The bullet ripped through, exploding the mass. Tiny particles scattered like millet grains, and where they fell, hundreds of small cubes sprouted.
Raising his arm, Cheongmun swept his hand through the air. The nail-sized cubes grew large enough to engulf the nearest blobs.
The creatures struggled, but the cubes held firm.
Snapping his bare fingers, Cheongmun altered the environments within. One cube blazed with fire, another flooded with water, others whipped with snow, lightning, and slicing winds like blenders.
Yet the blobs suffered nothing. Burned, shredded, torn apart—they rejoined or even split into two. Cutting off air had no effect.
Cheongmun emptied half a clip, swapped for a fresh magazine, and fired again.
This time, the bullets gleamed gold with consecration.
“Holy power?”
At last, the black masses shrieked, melting like snails under salt, collapsing into nothing.
At the sight, the team rummaged frantically through their inventories, pulling out any holy or spirit-defense gear they possessed.
“If they react to holy power, then it’s ghost-type, isn’t it?”
They waited for the status window to confirm.
『Blind Fury (Ghost)
Born from sentences steeped in malice.』
“Ghost-type, confirmed.”
At his words, groans filled the group.
“Then the dungeon’s final boss will be that ghost, surely.”
“They said it would be good if we could arrest him even as a spirit… Never thought the wish would be granted like this.”
The deputy gave a wry laugh. Others echoed it bitterly.
Cheongmun clicked his tongue. Holy-imbued bullets were the only effective weapon.
“And I’ve got fewer than a hundred rounds left. But the numbers keep climbing.”
Already the floor was lost beneath the tide of monsters.
Dry swallows echoed among them.
They were hunters, yes, but their talents were in manhunts, not dungeons. Their abilities resembled production-type Awakened more than fighters.
“Look!
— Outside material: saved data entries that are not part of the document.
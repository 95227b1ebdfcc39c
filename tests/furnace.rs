use approx::assert_abs_diff_eq;
use indicatif::ProgressBar;
use prism::{
    camera::{EstimateFilm, PinholeCamera},
    color::SampledWavelengths,
    integrator::{AbstractRayIntegrator, RandomWalkIntegrator, RayIntegrator, SimplePathIntegrator},
    material::DiffuseMaterial,
    math::{Float, Point3f, Ray, Vec3f},
    options::{IntegratorKind, Options},
    render::render,
    sampler::{AbstractSampler, IndependentSampler},
    scene::{LightSamplerType, Scene, SceneBuilder},
    shape::Sphere,
};

/// A Lambertian unit sphere of albedo 0.5 under a uniform sky of radiance
/// 1. The sphere is convex, so every reflected direction sees the sky and
/// the radiance leaving it is exactly the albedo.
fn furnace(light_sampler: LightSamplerType) -> Scene {
    let mut b = SceneBuilder::new();
    let half = b.spectra.add_constant(0.5);
    let one = b.spectra.add_constant(1.0);
    let reflectance = b.textures.add_constant(half);
    let material = b.materials.add_diffuse(DiffuseMaterial { reflectance });
    let sphere = b.shapes.add_sphere(Sphere::FULL);
    let root = b.add_primitive(sphere, material);
    b.add_uniform_light(one);
    b.build(root, light_sampler).unwrap()
}

fn mean_estimate<I: AbstractRayIntegrator>(scene: &Scene, integrator: &I, n: u64) -> Float {
    let mut sampler = IndependentSampler::new(17);
    let mut sum = 0.0f64;
    for i in 0..n {
        sampler.start_sample(0, i);
        let mut lambda = SampledWavelengths::sample_visible(sampler.get_1d());
        let ray = Ray::new(Point3f::new(0.3, -0.2, -4.0), Vec3f::new(0.0, 0.0, 1.0));
        sum += integrator.li(scene, ray, &mut lambda, &mut sampler).average() as f64;
    }
    (sum / n as f64) as Float
}

#[test]
fn simple_path_converges_to_albedo() {
    for light_sampler in [LightSamplerType::Uniform, LightSamplerType::Power] {
        let scene = furnace(light_sampler);
        let integrator = SimplePathIntegrator { max_depth: 8, rr_min_depth: 3 };
        assert_abs_diff_eq!(mean_estimate(&scene, &integrator, 40_000), 0.5, epsilon = 0.01);
    }
}

#[test]
fn random_walk_is_exact_on_a_convex_furnace() {
    let scene = furnace(LightSamplerType::Power);
    let integrator = RandomWalkIntegrator { max_depth: 8 };
    assert_abs_diff_eq!(mean_estimate(&scene, &integrator, 256), 0.5, epsilon = 1e-4);
}

#[test]
fn escaped_rays_see_the_sky() {
    let scene = furnace(LightSamplerType::Power);
    let integrator = SimplePathIntegrator { max_depth: 8, rr_min_depth: 3 };
    let mut sampler = IndependentSampler::new(0);
    sampler.start_sample(0, 0);
    let mut lambda = SampledWavelengths::sample_visible(0.5);
    let ray = Ray::new(Point3f::new(3.0, 0.0, -4.0), Vec3f::new(0.0, 0.0, 1.0));
    let l = integrator.li(&scene, ray, &mut lambda, &mut sampler);
    assert_abs_diff_eq!(l.average(), 1.0, epsilon = 1e-6);
}

#[test]
fn guided_render_converges_to_albedo() {
    let scene = furnace(LightSamplerType::Power);
    let options = Options {
        integrator: IntegratorKind::Guided,
        spp: 128,
        width: 4,
        height: 4,
        ..Default::default()
    };
    options.validate().unwrap();

    // A narrow view so every pixel sees the sphere.
    let camera = PinholeCamera::look_at(
        Point3f::new(0.0, 0.0, -4.0),
        Point3f::new(0.0, 0.0, 0.0),
        Vec3f::new(0.0, 1.0, 0.0),
        10.0,
        1.0,
    );
    let mut film = EstimateFilm::new(4, 4);
    let mut integrator = RayIntegrator::new(&options, &scene);
    let report = render(&scene, &camera, &mut integrator, &mut film, &options, &ProgressBar::hidden());

    // 128 * 0.15 leaves room for refinements before samples 4 and 12.
    assert_eq!(report.guide_iterations, 2);
    assert_eq!(report.samples, 128 - 12);
    assert_eq!(film.count(0), 128 - 12);
    assert_abs_diff_eq!(film.stats().mean, 0.5, epsilon = 0.03);
}
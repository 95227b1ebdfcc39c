use crate::bxdf::{AbstractBxDF, BSDFSample, BxDF, BxDFFlags};
use crate::color::SampledSpectrum;
use crate::math::*;

/// A resolved reflectance model placed in the shading frame of a hit.
#[derive(Debug, Clone)]
pub struct BSDF {
    bxdf: BxDF,
    shading_frame: Frame,
    terminate_secondary: bool,
}

impl BSDF {
    /// Degenerate tangents fall back to an arbitrary perpendicular.
    pub fn new(ns: Normal3f, tangent: Vec3f, bxdf: BxDF) -> BSDF {
        BSDF {
            bxdf,
            shading_frame: Frame::from_shading(ns, tangent),
            terminate_secondary: false,
        }
    }

    /// Marks a model whose parameters were taken at the hero wavelength.
    pub fn with_terminate_secondary(mut self, terminate: bool) -> BSDF {
        self.terminate_secondary = terminate;
        self
    }

    pub fn terminates_secondary(&self) -> bool {
        self.terminate_secondary
    }

    pub fn bxdf(&self) -> &BxDF {
        &self.bxdf
    }

    pub fn flags(&self) -> BxDFFlags {
        self.bxdf.flags()
    }

    /// Whether every lobe is a delta distribution, so light sampling can
    /// never contribute.
    pub fn is_specular(&self) -> bool {
        let flags = self.flags();
        flags.is_specular() && !flags.is_non_specular()
    }

    pub fn render_to_local(&self, v: Vec3f) -> Vec3f {
        self.shading_frame.localize(v)
    }

    pub fn local_to_render(&self, v: Vec3f) -> Vec3f {
        self.shading_frame.globalize(v)
    }

    pub fn f(&self, wo_render: Vec3f, wi_render: Vec3f) -> SampledSpectrum {
        let wi = self.render_to_local(wi_render);
        let wo = self.render_to_local(wo_render);

        if wo.z == 0.0 {
            return SampledSpectrum::from_const(0.0);
        }

        self.bxdf.f(wo, wi)
    }

    pub fn sample_f(&self, wo_render: Vec3f, u: Float, u2: Point2f) -> Option<BSDFSample> {
        let wo = self.render_to_local(wo_render);
        if wo.z == 0.0 || self.bxdf.flags() == BxDFFlags::UNSET {
            return None;
        }

        let mut bs = self.bxdf.sample_f(wo, u, u2)?;
        if bs.f.is_zero() || bs.pdf == 0.0 || bs.wi.z == 0.0 {
            return None;
        }

        debug_assert!(bs.pdf >= 0.0);

        bs.wi = self.local_to_render(bs.wi);
        bs.terminate_secondary = self.terminate_secondary;
        Some(bs)
    }

    pub fn pdf(&self, wo_render: Vec3f, wi_render: Vec3f) -> Float {
        let wo = self.render_to_local(wo_render);
        let wi = self.render_to_local(wi_render);
        if wo.z == 0.0 {
            return 0.0;
        }

        self.bxdf.pdf(wo, wi)
    }
}

#[cfg(test)]
mod tests {
    use approx::assert_abs_diff_eq;

    use super::*;
    use crate::bxdf::DiffuseBxDF;

    #[test]
    fn world_and_local_agree() {
        let n = Normal3f::new(0.0, 1.0, 0.0);
        let bsdf = BSDF::new(n, Vec3f::new(1.0, 0.0, 0.0), BxDF::Diffuse(DiffuseBxDF::new(SampledSpectrum::from_const(0.5))));

        let wo = Vec3f::new(0.0, 1.0, 1.0).normalize();
        let bs = bsdf.sample_f(wo, 0.5, Point2f::new(0.3, 0.6)).unwrap();
        assert!(bs.wi.y > 0.0);
        assert_abs_diff_eq!(bsdf.pdf(wo, bs.wi), bs.pdf, epsilon = 1e-5);
        assert_abs_diff_eq!(bsdf.f(wo, bs.wi)[0], 0.5 * FRAC_1_PI, epsilon = 1e-6);

        // Below the surface nothing is reflected.
        assert!(bsdf.f(wo, Vec3f::new(0.0, -1.0, 0.0)).is_zero());
    }

    #[test]
    fn degenerate_tangent() {
        let n = Normal3f::new(0.0, 0.0, 1.0);
        let bsdf = BSDF::new(n, Vec3f::new(0.0, 0.0, 2.0), BxDF::Diffuse(DiffuseBxDF::new(SampledSpectrum::from_const(0.5))));
        let local = bsdf.render_to_local(Vec3f::new(0.0, 0.0, 1.0));
        assert_abs_diff_eq!(local, Vec3f::new(0.0, 0.0, 1.0), epsilon = 1e-5);
    }
}
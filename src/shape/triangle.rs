use crate::math::sampling::sample_uniform_triangle;
use crate::math::*;
use crate::shape::{AbstractShape, ShapeIntersection, ShapeSample};

/// One mesh vertex. A zero normal means the mesh carries no shading
/// normals and the geometric normal is used instead.
#[derive(Debug, Clone, Copy, PartialEq)]
pub struct TriVertex {
    pub p: Point3f,
    pub n: Normal3f,
    pub uv: Point2f,
}

impl TriVertex {
    pub fn new(p: Point3f) -> TriVertex {
        TriVertex { p, n: Normal3f::ZERO, uv: Point2f::ZERO }
    }

    pub fn with_normal(mut self, n: Normal3f) -> TriVertex {
        self.n = n;
        self
    }

    pub fn with_uv(mut self, uv: Point2f) -> TriVertex {
        self.uv = uv;
        self
    }
}

/// Indices into [`Shapes`](crate::shape::Shapes)' vertex array.
#[derive(Debug, Clone, Copy, PartialEq, Eq)]
pub struct Triangle {
    pub vertices: [u32; 3],
}

/// A triangle with its vertices resolved.
#[derive(Debug, Clone, Copy)]
pub struct TriangleRef<'a> {
    pub v: [&'a TriVertex; 3],
}

struct Barycentrics {
    b: [Float; 3],
    t: Float,
}

/// Watertight ray/triangle test (Woop et al. 2013). Edge functions that
/// evaluate to exactly zero are recomputed in double precision so rays
/// through shared edges and vertices are never lost.
fn intersect_triangle(ray: &Ray, t_max: Float, p0: Point3f, p1: Point3f, p2: Point3f) -> Option<Barycentrics> {
    if (p2 - p0).cross(p1 - p0).length_squared() == 0.0 {
        return None;
    }

    let kz = ray.direction.abs().max_element_index();
    let kx = (kz + 1) % 3;
    let ky = (kx + 1) % 3;
    let perm = [kx, ky, kz];

    let d = ray.direction.permute(perm);
    let mut pt = [p0, p1, p2].map(|p| (p - ray.origin).permute(perm));

    let sx = -d.x / d.z;
    let sy = -d.y / d.z;
    let sz = 1.0 / d.z;
    for p in pt.iter_mut() {
        p.x += sx * p.z;
        p.y += sy * p.z;
    }
    let [p0t, p1t, p2t] = pt;

    let mut e = [
        difference_of_products(p1t.x, p2t.y, p1t.y, p2t.x),
        difference_of_products(p2t.x, p0t.y, p2t.y, p0t.x),
        difference_of_products(p0t.x, p1t.y, p0t.y, p1t.x),
    ];

    if e.iter().any(|&e| e == 0.0) {
        let edge = |a: Vec3f, b: Vec3f| (a.x as f64 * b.y as f64 - a.y as f64 * b.x as f64) as Float;
        e = [edge(p1t, p2t), edge(p2t, p0t), edge(p0t, p1t)];
    }

    if e.iter().any(|&e| e < 0.0) && e.iter().any(|&e| e > 0.0) {
        return None;
    }
    let det = e[0] + e[1] + e[2];
    if det == 0.0 {
        return None;
    }

    let z = [p0t.z * sz, p1t.z * sz, p2t.z * sz];
    let t_scaled = e[0] * z[0] + e[1] * z[1] + e[2] * z[2];
    if det < 0.0 && (t_scaled >= 0.0 || t_scaled < t_max * det) {
        return None;
    }
    if det > 0.0 && (t_scaled <= 0.0 || t_scaled > t_max * det) {
        return None;
    }

    let inv_det = 1.0 / det;
    let t = t_scaled * inv_det;
    debug_assert!(!t.is_nan());

    // Conservative bound on the error of `t`; anything closer is treated
    // as a self-intersection.
    let max_zt = Vec3f::new(z[0], z[1], z[2]).abs().max_element();
    let max_xt = Vec3f::new(p0t.x, p1t.x, p2t.x).abs().max_element();
    let max_yt = Vec3f::new(p0t.y, p1t.y, p2t.y).abs().max_element();
    let delta_z = gamma(3) * max_zt;
    let delta_x = gamma(5) * (max_xt + max_zt);
    let delta_y = gamma(5) * (max_yt + max_zt);
    let delta_e = 2.0 * (gamma(2) * max_xt * max_yt + delta_y * max_xt + delta_x * max_yt);
    let max_e = Vec3f::new(e[0], e[1], e[2]).abs().max_element();
    let delta_t = 3.0 * (gamma(3) * max_e * max_zt + delta_e * max_zt + delta_z * max_e) * inv_det.abs();
    if t <= delta_t {
        return None;
    }

    Some(Barycentrics { b: e.map(|e| e * inv_det), t })
}

impl TriangleRef<'_> {
    #[inline]
    fn points(&self) -> [Point3f; 3] {
        self.v.map(|v| v.p)
    }

    fn has_shading_normals(&self) -> bool {
        self.v.iter().all(|v| v.n != Normal3f::ZERO)
    }

    /// Interpolated surface attributes at barycentrics `b`.
    fn surface(&self, b: [Float; 3]) -> (Point3f, Normal3f, Normal3f, Vec3f, Point2f) {
        let [p0, p1, p2] = self.points();
        let [uv0, uv1, uv2] = self.v.map(|v| Vec2f::from(v.uv));

        let p = Point3f::from(Vec3f::from(p0) * b[0] + Vec3f::from(p1) * b[1] + Vec3f::from(p2) * b[2]);
        let uv = Point2f::from(uv0 * b[0] + uv1 * b[1] + uv2 * b[2]);

        let mut n_geo = Normal3f::from((p1 - p0).cross(p2 - p0).normalize());
        let n = if self.has_shading_normals() {
            let [n0, n1, n2] = self.v.map(|v| Vec3f::from(v.n));
            let ns = n0 * b[0] + n1 * b[1] + n2 * b[2];
            if ns.length_squared() > 0.0 {
                let ns = Normal3f::from(ns.normalize());
                n_geo = n_geo.facing(Vec3f::from(ns));
                ns
            } else {
                n_geo
            }
        } else {
            n_geo
        };

        // dp/du from the uv parameterization, else the first edge.
        let duv02 = uv0 - uv2;
        let duv12 = uv1 - uv2;
        let det = difference_of_products(duv02.x, duv12.y, duv02.y, duv12.x);
        let tangent = if det.abs() > 1e-9 {
            let dp02 = p0 - p2;
            let dp12 = p1 - p2;
            (dp02 * duv12.y - dp12 * duv02.y) * (1.0 / det)
        } else {
            p1 - p0
        };
        let tangent = if tangent.length_squared() > 0.0 && tangent.is_finite() { tangent } else { p1 - p0 };

        (p, n_geo, n, tangent, uv)
    }
}

impl AbstractShape for TriangleRef<'_> {
    fn bounds(&self) -> Bounds3f {
        Bounds3f::from_points(self.points())
    }

    fn area(&self) -> Float {
        let [p0, p1, p2] = self.points();
        0.5 * (p1 - p0).cross(p2 - p0).length()
    }

    fn raycast(&self, ray: &Ray, t_max: Float) -> Option<ShapeIntersection> {
        let [p0, p1, p2] = self.points();
        let hit = intersect_triangle(ray, t_max, p0, p1, p2)?;
        let (p, n_geo, n, tangent, uv) = self.surface(hit.b);
        Some(ShapeIntersection { t: hit.t, p, n_geo, n, tangent, uv })
    }

    fn sample(&self, _p_ref: Point3f, u: Point2f) -> Option<ShapeSample> {
        let area = self.area();
        if area == 0.0 {
            return None;
        }
        let (p, n, _, _, uv) = self.surface(sample_uniform_triangle(u));
        Some(ShapeSample { p, n, uv, pdf: 1.0 / area })
    }

    fn pdf(&self, _p_ref: Point3f, _p: Point3f) -> Float {
        1.0 / self.area()
    }
}

#[cfg(test)]
mod tests {
    use approx::assert_abs_diff_eq;

    use super::*;

    fn verts() -> [TriVertex; 3] {
        [
            TriVertex::new(Point3f::new(0.0, 0.0, 0.0)).with_uv(Point2f::new(0.0, 0.0)),
            TriVertex::new(Point3f::new(1.0, 0.0, 0.0)).with_uv(Point2f::new(1.0, 0.0)),
            TriVertex::new(Point3f::new(0.0, 1.0, 0.0)).with_uv(Point2f::new(0.0, 1.0)),
        ]
    }

    fn tri(v: &[TriVertex; 3]) -> TriangleRef<'_> {
        TriangleRef { v: [&v[0], &v[1], &v[2]] }
    }

    #[test]
    fn hits_at_analytic_distance() {
        let v = verts();
        let ray = Ray::new(Point3f::new(0.25, 0.25, 3.0), Vec3f::new(0.0, 0.0, -1.0));
        let hit = tri(&v).raycast(&ray, Float::INFINITY).unwrap();
        assert_abs_diff_eq!(hit.t, 3.0, epsilon = 1e-5);
        assert_abs_diff_eq!(hit.p, Point3f::new(0.25, 0.25, 0.0), epsilon = 1e-5);
        assert_abs_diff_eq!(hit.uv, Point2f::new(0.25, 0.25), epsilon = 1e-5);
        assert_abs_diff_eq!(hit.tangent.normalize(), Vec3f::new(1.0, 0.0, 0.0), epsilon = 1e-5);

        let slanted = Ray::new(Point3f::new(0.0, 0.0, 1.0), Vec3f::new(0.2, 0.2, -1.0));
        let hit = tri(&v).raycast(&slanted, Float::INFINITY).unwrap();
        assert_abs_diff_eq!(hit.t, 1.0, epsilon = 1e-5);
    }

    #[test]
    fn misses_and_limits() {
        let v = verts();
        let outside = Ray::new(Point3f::new(0.75, 0.75, 1.0), Vec3f::new(0.0, 0.0, -1.0));
        assert!(tri(&v).raycast(&outside, Float::INFINITY).is_none());

        let away = Ray::new(Point3f::new(0.25, 0.25, 1.0), Vec3f::new(0.0, 0.0, 1.0));
        assert!(tri(&v).raycast(&away, Float::INFINITY).is_none());

        let short = Ray::new(Point3f::new(0.25, 0.25, 1.0), Vec3f::new(0.0, 0.0, -1.0));
        assert!(tri(&v).raycast(&short, 0.5).is_none());

        let parallel = Ray::new(Point3f::new(-1.0, 0.25, 0.0), Vec3f::new(1.0, 0.0, 0.0));
        assert!(tri(&v).raycast(&parallel, Float::INFINITY).is_none());
    }

    #[test]
    fn shared_edge_is_watertight() {
        let v = [
            TriVertex::new(Point3f::new(0.0, 0.0, 0.0)),
            TriVertex::new(Point3f::new(1.0, 0.0, 0.0)),
            TriVertex::new(Point3f::new(1.0, 1.0, 0.0)),
            TriVertex::new(Point3f::new(0.0, 1.0, 0.0)),
        ];
        let a = TriangleRef { v: [&v[0], &v[1], &v[2]] };
        let b = TriangleRef { v: [&v[0], &v[2], &v[3]] };

        for i in 0..64 {
            let s = (i as Float + 0.5) / 64.0;
            let ray = Ray::new(Point3f::new(s, s, 1.0), Vec3f::new(0.0, 0.0, -1.0));
            let hits = a.raycast(&ray, Float::INFINITY).is_some() as u32
                + b.raycast(&ray, Float::INFINITY).is_some() as u32;
            assert!(hits >= 1, "ray through diagonal at {s} leaked");
        }
    }

    #[test]
    fn shading_normal_orients_geometric() {
        let n = Normal3f::new(0.0, 0.0, -1.0);
        let v = verts().map(|v| v.with_normal(n));
        let ray = Ray::new(Point3f::new(0.2, 0.2, 1.0), Vec3f::new(0.0, 0.0, -1.0));
        let hit = tri(&v).raycast(&ray, Float::INFINITY).unwrap();
        assert_abs_diff_eq!(hit.n, n, epsilon = 1e-5);
        assert!(hit.n_geo.dot(hit.n) > 0.0);
    }

    #[test]
    fn samples_are_inside_with_area_pdf() {
        let v = verts();
        let t = tri(&v);
        assert_abs_diff_eq!(t.area(), 0.5, epsilon = 1e-6);
        for i in 0..16 {
            let u = Point2f::new((i as Float + 0.5) / 16.0, ((i * 5) % 16) as Float / 16.0);
            let s = t.sample(Point3f::ZERO, u).unwrap();
            assert!(s.p.x >= -1e-6 && s.p.y >= -1e-6 && s.p.x + s.p.y <= 1.0 + 1e-6);
            assert_abs_diff_eq!(s.pdf, 2.0, epsilon = 1e-5);
        }
    }

    #[test]
    fn samples_carry_the_geometric_normal() {
        let tilted = Normal3f::new(0.6, 0.0, 0.8);
        let v = verts().map(|v| v.with_normal(tilted));
        let t = tri(&v);
        let s = t.sample(Point3f::ZERO, Point2f::new(0.3, 0.6)).unwrap();
        assert_abs_diff_eq!(s.n, Normal3f::new(0.0, 0.0, 1.0), epsilon = 1e-5);

        // The same normal a ray hitting the sampled point reports.
        let ray = Ray::new(s.p + Vec3f::new(0.0, 0.0, 1.0), Vec3f::new(0.0, 0.0, -1.0));
        let hit = t.raycast(&ray, Float::INFINITY).unwrap();
        assert_abs_diff_eq!(s.n, hit.n_geo, epsilon = 1e-5);
        assert_abs_diff_eq!(hit.n, tilted, epsilon = 1e-5);
    }
}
Over there—something like a wraith!”
Nam pointed upward.
If the first monsters were like black slime, the second resembled the common wraiths found in ghost-type dungeons.
Most human in form, wraiths floated like translucent jellyfish drained of life and color, swooping down upon intruders.
“That one will be tough without holy items. Anyone got spare holy water?”
“I’ve got some. I’ll share.”
Everyone smeared their weapons with sanctified water, then drew into a guarded circle.